Le choix · Viola Ardone

Le Train des enfants (2021) de la romancière italienne Viola Ardone ayant été un grand coup de coeur en janvier 2021, je me suis précipitée sur son nouveau roman sans même lire la quatrième de couverture!

Viola Ardone (1974) signe avec Le choix (2022) un roman d’émancipation poignant dans lequel elle se penche sur la difficile condition des femmes dans la Sicile des années soixante à travers le cheminement vers la liberté d’une jeune fille que rien ne prédestinait à se rebeller contre une loi ancestrale inique.

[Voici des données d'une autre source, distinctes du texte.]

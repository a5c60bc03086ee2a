//! Summary structure produced by the aggregation pass.

use indexmap::IndexMap;
use serde::{Deserialize, Serialize};
use std::fmt;

/// One of the three Web Vitals metrics every observation must carry
#[derive(Debug, Clone, Copy, PartialEq, Eq, Hash, Serialize, Deserialize)]
#[serde(rename_all = "UPPERCASE")]
pub enum Metric {
    /// Largest Contentful Paint
    Lcp,
    /// First Input Delay
    Fid,
    /// Cumulative Layout Shift
    Cls,
}

impl Metric {
    pub const ALL: [Metric; 3] = [Metric::Lcp, Metric::Fid, Metric::Cls];

    pub fn as_str(&self) -> &'static str {
        match self {
            Metric::Lcp => "LCP",
            Metric::Fid => "FID",
            Metric::Cls => "CLS",
        }
    }
}

impl fmt::Display for Metric {
    fn fmt(&self, f: &mut fmt::Formatter<'_>) -> fmt::Result {
        f.write_str(self.as_str())
    }
}

/// Value sequences keyed by segment display name, in insertion order
pub type SegmentSeries = IndexMap<String, Vec<f64>>;

/// A container holding one `T` per canonical metric.
///
/// Serializes with the metric names as keys, the shape chart and table
/// renderers consume.
#[derive(Debug, Clone, PartialEq, Serialize, Deserialize)]
pub struct MetricMap<T> {
    #[serde(rename = "LCP")]
    pub lcp: T,

    #[serde(rename = "FID")]
    pub fid: T,

    #[serde(rename = "CLS")]
    pub cls: T,
}

impl<T> MetricMap<T> {
    /// Build a map by invoking `make` once per metric
    pub fn build(mut make: impl FnMut() -> T) -> Self {
        Self {
            lcp: make(),
            fid: make(),
            cls: make(),
        }
    }

    pub fn get(&self, metric: Metric) -> &T {
        match metric {
            Metric::Lcp => &self.lcp,
            Metric::Fid => &self.fid,
            Metric::Cls => &self.cls,
        }
    }

    pub fn get_mut(&mut self, metric: Metric) -> &mut T {
        match metric {
            Metric::Lcp => &mut self.lcp,
            Metric::Fid => &mut self.fid,
            Metric::Cls => &mut self.cls,
        }
    }
}

/// Totals and breakdowns for one canonical metric
#[derive(Debug, Clone, PartialEq, Serialize, Deserialize)]
pub struct MetricSummary {
    /// Every observed value, in report order
    pub values: Vec<f64>,

    /// Breakdown by segment
    pub segments: SegmentSeries,

    /// Breakdown by date, then segment
    pub dates: IndexMap<String, SegmentSeries>,
}

/// Per-page / per-country breakdown bucket.
///
/// `count` tracks how many observations landed in the bucket. It exists
/// to rank pages and countries and takes no part in the value
/// sequences.
#[derive(Debug, Clone, PartialEq, Serialize, Deserialize)]
pub struct DimensionBucket {
    #[serde(flatten)]
    pub metrics: MetricMap<SegmentSeries>,

    pub count: u64,
}

impl DimensionBucket {
    /// Fresh bucket: an empty series per metric and a zero count
    pub fn new(segment_template: impl FnMut() -> SegmentSeries) -> Self {
        Self {
            metrics: MetricMap::build(segment_template),
            count: 0,
        }
    }
}

/// The full nested summary for one report run
#[derive(Debug, Clone, PartialEq, Serialize, Deserialize)]
pub struct VitalsSummary {
    /// Per-metric values with segment and date breakdowns
    pub metrics: MetricMap<MetricSummary>,

    /// Per-country buckets, ordered by descending observation count
    pub countries: IndexMap<String, DimensionBucket>,

    /// Per-page buckets, ordered by descending observation count
    pub pages: IndexMap<String, DimensionBucket>,
}

#[cfg(test)]
mod tests {
    use super::*;

    #[test]
    fn test_metric_map_indexes_by_metric() {
        let mut map = MetricMap::build(Vec::<f64>::new);
        map.get_mut(Metric::Cls).push(0.1);

        assert!(map.get(Metric::Lcp).is_empty());
        assert_eq!(map.get(Metric::Cls), &vec![0.1]);
    }

    #[test]
    fn test_metric_serializes_to_canonical_name() {
        assert_eq!(serde_json::to_string(&Metric::Lcp).unwrap(), "\"LCP\"");
        assert_eq!(Metric::Fid.to_string(), "FID");
    }
}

A Martorana en 1960, il ne fait pas bon être une fille. Oliva Denaro en est bien consciente: alors que son frère jumeau jouit d’une liberté dont elle ne peut que rêver, la jeune fille de quinze ans n’a d’autre choix que celui de baisser les yeux, se taire et filer droit. Depuis qu’elle « a le cardinal », la gamine ébouriffée chaussée de sabots qui aimait par-dessus tout courir, chasser les escargots avec son père et viser avec son lance-pierre ceux qui se moquaient de son ami Saro, a changé de statut malgré elle. Epiée et jugée en permanence, elle doit se résoudre la mort dans l’âme à passer ses vacances d’été enfermée chez elle pour y broder des trousseaux de mariage et attendre que quelqu’un veuille bien lui demander sa main.

« La femme au singulier n’existe pas. »

Son nouveau monde, un univers rigide et étriqué réglementé par une multitude d’injonctions et de règles morales très strictes inculquées par sa mère, se décline en « pour » et « contre » et se résume désormais aux murs de la maison parentale. Malgré son intelligence et son goût pour les études son avenir est déjà tracé. Elevée dans la croyance qu’une femme sans mari ne vaut rien, elle sait pertinemment que le jour où elle devra se soumettre à un mari -choisi par sa famille- est proche. Jamais elle n’a pu et jamais elle ne pourra décider par et pour elle-même. Jusqu’au jour où l’impensable se produit. Elle choisit alors, contre toute attente, de dire non et de s’opposer avec toute la fermeté et la dignité possibles à ce que la société attend d’elle. Au risque de tout perdre.

« A la place des tables de multiplication et des verbes irréguliers, on aurait dû nous apprendre à dire non, parce que dire oui les filles l’apprennent dès leur naissance. »

Comme dans Le Train des enfants dont la structure narrative est identique, Viola Ardone s’est inspirée de faits réels pour mettre en exergue un pan méconnu de l’histoire italienne. A travers le cheminement d’Oliva, elle revient sur une loi révoltante qui n’a été abrogée en Italie qu’en 1981 mais qui subsiste à ce jour malheureusement encore dans de nombreux pays.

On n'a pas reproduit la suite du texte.